**Task instructions**
Report the number of lines in these entries that contain "self". Write only the number.

________________________________________

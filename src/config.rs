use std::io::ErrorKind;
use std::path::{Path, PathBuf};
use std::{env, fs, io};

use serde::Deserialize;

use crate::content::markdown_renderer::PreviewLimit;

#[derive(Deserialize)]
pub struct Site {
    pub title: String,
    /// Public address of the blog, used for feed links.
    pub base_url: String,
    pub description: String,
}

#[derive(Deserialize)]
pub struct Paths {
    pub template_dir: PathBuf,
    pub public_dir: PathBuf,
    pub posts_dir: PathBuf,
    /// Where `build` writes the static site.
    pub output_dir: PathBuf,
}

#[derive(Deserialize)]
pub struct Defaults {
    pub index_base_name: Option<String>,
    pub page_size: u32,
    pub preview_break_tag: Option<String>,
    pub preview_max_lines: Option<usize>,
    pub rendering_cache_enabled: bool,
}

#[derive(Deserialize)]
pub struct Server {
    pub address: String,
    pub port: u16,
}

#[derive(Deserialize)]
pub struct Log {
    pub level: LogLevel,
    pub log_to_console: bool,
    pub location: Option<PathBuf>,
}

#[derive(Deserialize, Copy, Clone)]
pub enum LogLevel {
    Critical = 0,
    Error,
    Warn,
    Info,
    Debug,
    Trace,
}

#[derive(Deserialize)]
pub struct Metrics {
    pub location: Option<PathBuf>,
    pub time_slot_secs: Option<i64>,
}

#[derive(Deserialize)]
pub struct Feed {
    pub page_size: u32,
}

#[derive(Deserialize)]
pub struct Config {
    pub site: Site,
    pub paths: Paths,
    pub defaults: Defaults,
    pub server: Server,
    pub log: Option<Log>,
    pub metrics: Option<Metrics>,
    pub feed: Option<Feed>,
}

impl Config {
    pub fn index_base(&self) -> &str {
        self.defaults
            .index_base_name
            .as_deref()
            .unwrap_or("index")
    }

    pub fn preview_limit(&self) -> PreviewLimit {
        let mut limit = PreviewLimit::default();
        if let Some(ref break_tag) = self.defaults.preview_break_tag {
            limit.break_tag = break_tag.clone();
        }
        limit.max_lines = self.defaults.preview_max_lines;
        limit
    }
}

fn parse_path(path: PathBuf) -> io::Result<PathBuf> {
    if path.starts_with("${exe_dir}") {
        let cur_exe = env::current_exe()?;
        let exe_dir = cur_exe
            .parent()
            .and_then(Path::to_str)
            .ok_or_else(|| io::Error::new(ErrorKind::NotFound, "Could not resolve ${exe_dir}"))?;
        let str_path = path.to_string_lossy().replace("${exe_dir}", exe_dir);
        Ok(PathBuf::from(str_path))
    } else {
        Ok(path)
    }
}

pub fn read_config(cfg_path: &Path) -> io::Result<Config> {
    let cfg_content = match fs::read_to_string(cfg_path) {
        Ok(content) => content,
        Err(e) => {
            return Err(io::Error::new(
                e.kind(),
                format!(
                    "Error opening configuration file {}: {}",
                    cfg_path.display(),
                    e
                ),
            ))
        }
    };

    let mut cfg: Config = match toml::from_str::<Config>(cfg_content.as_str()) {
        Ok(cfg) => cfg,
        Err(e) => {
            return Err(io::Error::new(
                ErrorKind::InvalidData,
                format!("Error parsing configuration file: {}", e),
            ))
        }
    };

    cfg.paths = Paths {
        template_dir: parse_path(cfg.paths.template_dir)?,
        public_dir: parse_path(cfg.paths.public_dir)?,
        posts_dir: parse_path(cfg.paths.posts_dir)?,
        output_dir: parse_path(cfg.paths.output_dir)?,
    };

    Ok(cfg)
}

________________________________________

**Result for this exercise**
5